ANGKOT versus PEREMPUAN

Menelisik berita akhir akhir ini banyak sekali yang


mengangkat kasus, kekerasan dan pelecehan seksual
terhadap perempuan di angkutan umum. Pada
kenyataannya memang kasus pelecahan seksual di angkot
semakin marak terjadi. Mulai kasus yang ringan hingga berat
seperti pemerkosaan dan pembunuhan. Dalam pantauan
Komnas Perempuan selama 13 tahun terakhir (1998-2011),
sedikitnya setiap hari ada 4 perempuan menjadi korban
kekerasan seksual di ruang publik. Total jumlah kasus
kekerasan seksual di ruang publik mencapai 22.284 kasus
dan menempati urutan kedua terbanyak dari seluruh kasus
kekerasan seksual yang mencapai 93.960 kasus.
Hal ini meresahkan saya sebagai pengguna jasa angkutan umum. Setiap hari saya
menggunakan angkutan umum 105 dengan trayek pondok labu depok dan D11. Selama ini
saya belum pernah menemui kasus pelecehan seksual di angkot yang saya tumpangi.
Namun, beberapa waktu yang lalu salah satu teman kampus saya meninggal akibat
berusaha melarikan diri saat hampir menjadi korban pelecehan seksual. Semakin hari kasus
pelecehan seksual itu, semakin dekat dengan lingkungan saya. Mau tidak mau kekhawatiran
juga menghinggapi saya, apalagi kalau terpaksa harus pulang hingga larut malam,
penumpang angkot tinggal saya sendiri, saya jadi was-was.
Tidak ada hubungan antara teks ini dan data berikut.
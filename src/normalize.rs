// src/normalize.rs
//! Item Normalizer: cleans raw items, drops empty/irrelevant ones, dedupes,
//! and assigns a stable `item_id`.
//!
//! Dedup priority: exact URL/id match first; items without one are matched
//! on source + normalized headline within a time tolerance. On collision the
//! earliest `fetched_at` wins, so repeated runs over the same window agree.

use chrono::{DateTime, Duration, Utc};
use once_cell::sync::OnceCell;
use regex::Regex;
use sha2::{Digest, Sha256};
use std::collections::{HashMap, HashSet};

use crate::config::NormalizerConfig;
use crate::model::{RawItem, ScoredItem};

/// Output of one normalization pass, with counts of what was dropped.
#[derive(Debug, Clone, Default, PartialEq)]
pub struct NormalizeReport {
    pub items: Vec<ScoredItem>,
    pub empty_count: usize,
    pub duplicate_count: usize,
    pub irrelevant_count: usize,
}

/// Clean text: decode HTML entities, strip tags, fold typographic quotes,
/// collapse whitespace. Sentence punctuation is kept for the chunker.
pub fn clean_text(s: &str) -> String {
    let mut out = html_escape::decode_html_entities(s).to_string();

    static RE_TAGS: OnceCell<Regex> = OnceCell::new();
    let re_tags = RE_TAGS.get_or_init(|| Regex::new(r"(?is)</?[a-z][^>]*>").expect("tag regex"));
    out = re_tags.replace_all(&out, " ").to_string();

    out = out
        .replace(['\u{201C}', '\u{201D}', '\u{00AB}', '\u{00BB}'], "\"")
        .replace(['\u{2018}', '\u{2019}'], "'");

    out.split_whitespace().collect::<Vec<_>>().join(" ")
}

/// Dedup key for a headline: lower-case, whitespace-collapsed, no trailing punctuation.
pub fn headline_key(s: &str) -> String {
    let mut out = clean_text(s).to_lowercase();
    while let Some(last) = out.chars().last() {
        if matches!(last, '!' | '?' | '.' | ',' | ';' | ':') {
            out.pop();
        } else {
            break;
        }
    }
    out.trim_end().to_string()
}

/// Stable id: hash of the URL/id, or of source + normalized headline when absent.
pub fn item_id_for(source_name: &str, url_or_id: Option<&str>, headline: &str) -> String {
    let input = match url_or_id {
        Some(u) => format!("url:{u}"),
        None => format!("hl:{}|{}", source_name.trim().to_lowercase(), headline_key(headline)),
    };
    let digest = Sha256::digest(input.as_bytes());
    digest.iter().take(16).map(|b| format!("{b:02x}")).collect()
}

fn salted_id(base: &str, published_at: DateTime<Utc>, salt: usize) -> String {
    let digest = Sha256::digest(format!("{base}@{}#{salt}", published_at.timestamp()).as_bytes());
    digest.iter().take(16).map(|b| format!("{b:02x}")).collect()
}

pub struct Normalizer {
    tolerance: Duration,
    min_mentions: usize,
    mention_patterns: Vec<Regex>,
}

impl Normalizer {
    pub fn new(cfg: &NormalizerConfig, ticker: &str) -> Self {
        let tolerance_secs = (cfg.dedup_tolerance_hours * 3600.0).round() as i64;

        let mut mention_patterns = Vec::new();
        if cfg.min_ticker_mentions > 0 {
            let t = regex::escape(ticker.trim());
            if !t.is_empty() {
                mention_patterns.extend(Regex::new(&format!(r"(?i)(?:\b|\$){t}\b")).ok());
            }
            if let Some(company) = cfg.company_name.as_deref().map(str::trim) {
                if company.chars().count() > 2 {
                    let c = regex::escape(company);
                    mention_patterns.extend(Regex::new(&format!(r"(?i)\b{c}\b")).ok());
                }
            }
        }

        Self {
            tolerance: Duration::try_seconds(tolerance_secs.max(0)).unwrap_or_else(Duration::zero),
            min_mentions: cfg.min_ticker_mentions,
            mention_patterns,
        }
    }

    fn mentions(&self, text: &str) -> usize {
        self.mention_patterns
            .iter()
            .map(|re| re.find_iter(text).count())
            .sum()
    }

    fn is_relevant(&self, item: &ScoredItem) -> bool {
        if self.min_mentions == 0 || self.mention_patterns.is_empty() {
            return true;
        }
        self.mentions(&item.text()) >= self.min_mentions
    }

    pub fn normalize(&self, raw_items: Vec<RawItem>) -> NormalizeReport {
        let mut report = NormalizeReport::default();

        // Clean + drop empty/irrelevant
        let mut cleaned = Vec::with_capacity(raw_items.len());
        for raw in raw_items {
            let headline = clean_text(&raw.headline);
            let body = raw.body.as_deref().map(clean_text).filter(|b| !b.is_empty());
            if headline.is_empty() && body.is_none() {
                report.empty_count += 1;
                continue;
            }
            let url_or_id = raw
                .url_or_id
                .as_deref()
                .map(str::trim)
                .filter(|u| !u.is_empty())
                .map(str::to_string);
            let source_name = raw.source_name.trim().to_string();
            let id_text = if headline.is_empty() {
                body.as_deref().unwrap_or_default()
            } else {
                headline.as_str()
            };
            let item = ScoredItem {
                item_id: item_id_for(&source_name, url_or_id.as_deref(), id_text),
                source_type: raw.source_type,
                source_name,
                url_or_id,
                headline,
                body,
                published_at: raw.published_at,
                fetched_at: raw.fetched_at,
            };
            if !self.is_relevant(&item) {
                report.irrelevant_count += 1;
                continue;
            }
            cleaned.push(item);
        }

        // First-seen wins: walk in fetch order, ties broken deterministically.
        cleaned.sort_by(|a, b| {
            a.fetched_at
                .cmp(&b.fetched_at)
                .then_with(|| a.published_at.cmp(&b.published_at))
                .then_with(|| a.item_id.cmp(&b.item_id))
        });

        let mut seen_urls: HashSet<String> = HashSet::new();
        let mut seen_ids: HashSet<String> = HashSet::new();
        let mut seen_text: HashMap<String, Vec<DateTime<Utc>>> = HashMap::new();

        for mut item in cleaned {
            let key = text_key(&item);
            let duplicate = match item.url_or_id.as_deref() {
                Some(url) => seen_urls.contains(url),
                None => seen_text.get(&key).is_some_and(|times| {
                    times
                        .iter()
                        .any(|t| (item.published_at - *t).abs() <= self.tolerance)
                }),
            };
            if duplicate {
                tracing::debug!(item_id = %item.item_id, source = %item.source_name, "duplicate item dropped");
                report.duplicate_count += 1;
                continue;
            }
            if let Some(url) = item.url_or_id.as_deref() {
                seen_urls.insert(url.to_string());
            }
            seen_text.entry(key).or_default().push(item.published_at);
            // Same headline outside the tolerance is a distinct item; keep ids unique.
            let base_id = item.item_id.clone();
            let mut salt = 0;
            while !seen_ids.insert(item.item_id.clone()) {
                salt += 1;
                item.item_id = salted_id(&base_id, item.published_at, salt);
            }
            report.items.push(item);
        }

        report
    }
}

fn text_key(item: &ScoredItem) -> String {
    let text = if item.headline.is_empty() {
        item.body.as_deref().unwrap_or_default()
    } else {
        item.headline.as_str()
    };
    format!("{}|{}", item.source_name.to_lowercase(), headline_key(text))
}

#[cfg(test)]
mod tests {
    use super::*;
    use crate::model::SourceType;
    use chrono::TimeZone;

    fn t(h: i64) -> DateTime<Utc> {
        Utc.with_ymd_and_hms(2025, 3, 1, 0, 0, 0).unwrap() + Duration::hours(h)
    }

    fn raw(url: Option<&str>, headline: &str, published_h: i64, fetched_h: i64) -> RawItem {
        RawItem {
            source_type: SourceType::News,
            source_name: "Reuters".into(),
            url_or_id: url.map(str::to_string),
            headline: headline.into(),
            body: None,
            published_at: t(published_h),
            fetched_at: t(fetched_h),
        }
    }

    #[test]
    fn clean_text_strips_html_and_collapses_ws() {
        let s = "<p>Shares&nbsp;&nbsp;<b>jump</b> &ldquo;again&rdquo;.</p>  ";
        assert_eq!(clean_text(s), r#"Shares jump "again"."#);
        assert_eq!(clean_text("A\u{00A0}\n\tB   C."), "A B C.");
    }

    #[test]
    fn headline_key_ignores_case_ws_and_trailing_punct() {
        assert_eq!(headline_key("  ACME  Beats   Estimates!! "), "acme beats estimates");
        assert_eq!(headline_key("acme beats estimates"), "acme beats estimates");
    }

    #[test]
    fn item_id_is_stable() {
        let a = item_id_for("Reuters", Some("https://x/1"), "A");
        let b = item_id_for("Other", Some("https://x/1"), "B");
        assert_eq!(a, b);
        assert_eq!(a.len(), 32);
        let c = item_id_for("Reuters", None, "ACME beats  estimates.");
        let d = item_id_for("reuters", None, "acme beats estimates");
        assert_eq!(c, d);
    }

    #[test]
    fn url_duplicates_keep_earliest_fetch() {
        let n = Normalizer::new(&NormalizerConfig::default(), "ACME");
        let report = n.normalize(vec![
            raw(Some("https://x/1"), "late copy", 0, 5),
            raw(Some("https://x/1"), "early copy", 0, 1),
        ]);
        assert_eq!(report.items.len(), 1);
        assert_eq!(report.items[0].headline, "early copy");
        assert_eq!(report.duplicate_count, 1);
    }

    #[test]
    fn headline_duplicates_respect_tolerance() {
        let n = Normalizer::new(&NormalizerConfig::default(), "ACME");
        let report = n.normalize(vec![
            raw(None, "ACME beats estimates", 0, 0),
            raw(None, "acme   BEATS estimates.", 5, 6),
            raw(None, "ACME beats estimates", 20, 21),
        ]);
        assert_eq!(report.items.len(), 2);
        assert_eq!(report.duplicate_count, 1);
        assert_ne!(report.items[0].item_id, report.items[1].item_id);
    }

    #[test]
    fn empty_items_are_counted_not_fatal() {
        let n = Normalizer::new(&NormalizerConfig::default(), "ACME");
        let mut empty = raw(None, "  ", 0, 0);
        empty.body = Some("<br/>".into());
        let report = n.normalize(vec![empty, raw(None, "ok", 0, 0)]);
        assert_eq!(report.empty_count, 1);
        assert_eq!(report.items.len(), 1);
    }

    #[test]
    fn relevance_filter_counts_mentions() {
        let cfg = NormalizerConfig {
            min_ticker_mentions: 1,
            company_name: Some("Acme Corp".into()),
            ..NormalizerConfig::default()
        };
        let n = Normalizer::new(&cfg, "ACME");
        let report = n.normalize(vec![
            raw(Some("a"), "$acme pops", 0, 0),
            raw(Some("b"), "Acme Corp guides higher", 0, 0),
            raw(Some("c"), "Markets drift", 0, 0),
            raw(Some("d"), "ACMEX unrelated", 0, 0),
        ]);
        assert_eq!(report.items.len(), 2);
        assert_eq!(report.irrelevant_count, 2);
    }
}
Sebenarnya untuk menciptakan suasana aman dan nyaman bagi para pengguna angkutan
umum, Dishub DKI sejak beberapa pekan terakhir gencar melakukan razia. Razia difokuskan
untuk menjaring angkutan umum yang tidak layak jalan serta menertibkan penggunaan kaca
film pada angkutan umum, khususnya angkot yang menyalahi aturan dengan menggunakan
kaca film. Namun kasusnya belum juga berhenti, diperlukan penanganan yang lebih jauh lagi
untuk mengatasi masalah ini.
Sangat disayangkan kota metropolitan, ibu kota negara, sekaligus kampung halaman saya
sendiri, sekarang menjadi tempat yang tidak aman untuk masyarakatnya. Siapa yang harus
dipersalahkan, darimana harus membenahinya. Arus globalisasi yang tidak dibarengi
dengan pembinaan moralitas manusianya, tuntutan ekonomi, ketidakdisiplinan aparat,
faktor- faktor tersebut menjadikan Jakarta menjadi kota yang keras dan semakin tidak aman
untuk ditinggali terutama bagi perempuan.